- WORK TO COMPLETE
For the listing that follows, report how many lines contain the word "made", giving the number and no other text.

** Opening ENTRIES SUPPLIED block **

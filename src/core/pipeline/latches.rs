//! Pipeline latch definitions.
//!
//! Five latches sit in front of the five stages. The Fetch and Decode
//! latches hold undecoded instructions ([`IfIdEntry`]); from Execute onward
//! an instruction is carried as a [`PipeEntry`]. Each latch holds at most one
//! entry; an empty latch is a bubble.
//!
//! The CPU keeps one [`Latches`] set as the current state and builds a fresh
//! one every cycle. The new set replaces the old one when the cycle ends.

use serde::Serialize;

use crate::isa::{Instruction, RawInstruction};

use super::traits::PipelineLatch;

/// Branch predictor metadata travelling with an instruction.
#[derive(Clone, Copy, Debug, Default, PartialEq, Eq, Serialize)]
pub struct Prediction {
    /// Fetch found the PC in the BTB.
    pub hit: bool,
    /// BTB slot tracking this branch (hit at Fetch or allocated at Decode).
    pub index: Option<usize>,
    /// Fetch redirected to the stored target.
    pub taken: bool,
}

/// Entry in the Fetch and Decode latches.
#[derive(Clone, Debug, Default, PartialEq, Eq)]
pub struct IfIdEntry {
    /// Program counter of the instruction.
    pub pc: u32,
    /// Instruction record copied from code memory.
    pub raw: RawInstruction,
    /// Prediction made at Fetch.
    pub prediction: Prediction,
}

/// Entry in the Execute, Memory and Writeback latches.
#[derive(Clone, Copy, Debug, Default, PartialEq, Eq)]
pub struct PipeEntry {
    /// Program counter of the instruction.
    pub pc: u32,
    /// Decoded instruction.
    pub insn: Instruction,
    /// Value of the first source operand, resolved at Decode.
    pub rs1_value: i32,
    /// Value of the second source operand, resolved at Decode.
    pub rs2_value: i32,
    /// ALU result, loaded value or JALR link address.
    pub result: i32,
    /// `result` holds the final destination value.
    /// False for loads until the Memory stage has run.
    pub result_ready: bool,
    /// Effective data address of a load or store.
    pub mem_address: i32,
    /// Incremented base register of LOADP / STOREP.
    pub base_update: i32,
    /// Prediction made at Fetch, completed at Decode.
    pub prediction: Prediction,
}

/// A single-entry pipeline latch.
#[derive(Clone, Debug, PartialEq, Eq)]
pub struct Latch<T> {
    /// The held entry; `None` is a bubble.
    pub entry: Option<T>,
}

impl<T> Default for Latch<T> {
    fn default() -> Self {
        Self { entry: None }
    }
}

impl<T> Latch<T> {
    /// Creates a latch holding `entry`.
    pub fn holding(entry: T) -> Self {
        Self { entry: Some(entry) }
    }

    /// Borrows the held entry.
    pub fn get(&self) -> Option<&T> {
        self.entry.as_ref()
    }
}

impl<T> PipelineLatch for Latch<T> {
    fn flush(&mut self) {
        self.entry = None;
    }

    fn is_empty(&self) -> bool {
        self.entry.is_none()
    }
}

/// Pipeline stages, in program order.
#[derive(Clone, Copy, Debug, PartialEq, Eq, Serialize)]
pub enum Stage {
    Fetch,
    Decode,
    Execute,
    Memory,
    Writeback,
}

impl Stage {
    /// All stages, Fetch first.
    pub const ALL: [Stage; 5] = [
        Stage::Fetch,
        Stage::Decode,
        Stage::Execute,
        Stage::Memory,
        Stage::Writeback,
    ];

    /// Display name used in dumps and traces.
    pub fn name(self) -> &'static str {
        match self {
            Stage::Fetch => "Fetch",
            Stage::Decode => "Decode/RF",
            Stage::Execute => "Execute",
            Stage::Memory => "Memory",
            Stage::Writeback => "Writeback",
        }
    }
}

/// The full set of pipeline latches.
#[derive(Clone, Debug, Default, PartialEq, Eq)]
pub struct Latches {
    /// Last instruction read by Fetch (display only).
    pub fetch: Latch<IfIdEntry>,
    /// Input of the Decode/RF stage.
    pub decode: Latch<IfIdEntry>,
    /// Input of the Execute stage.
    pub execute: Latch<PipeEntry>,
    /// Input of the Memory stage.
    pub memory: Latch<PipeEntry>,
    /// Input of the Writeback stage.
    pub writeback: Latch<PipeEntry>,
}

impl Latches {
    /// True when no instruction is in flight past Fetch.
    pub fn is_drained(&self) -> bool {
        self.decode.is_empty()
            && self.execute.is_empty()
            && self.memory.is_empty()
            && self.writeback.is_empty()
    }

    /// PC and instruction text held in front of `stage`.
    pub fn describe(&self, stage: Stage) -> Option<(u32, String)> {
        match stage {
            Stage::Fetch => self.fetch.get().map(|e| (e.pc, e.raw.to_string())),
            Stage::Decode => self.decode.get().map(|e| (e.pc, e.raw.to_string())),
            Stage::Execute => self.execute.get().map(|e| (e.pc, e.insn.to_string())),
            Stage::Memory => self.memory.get().map(|e| (e.pc, e.insn.to_string())),
            Stage::Writeback => self.writeback.get().map(|e| (e.pc, e.insn.to_string())),
        }
    }
}
//! APEX architectural state.
//!
//! Register file, condition flags and data memory: everything a program can
//! observe besides the program counter.

/// Condition flags.
pub mod flags;

/// General-Purpose Register file implementation.
pub mod gpr;

/// Word-addressed data memory.
pub mod memory;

** Closing ENTRIES SUPPLIED block **

- REPLY TO THE TASK
2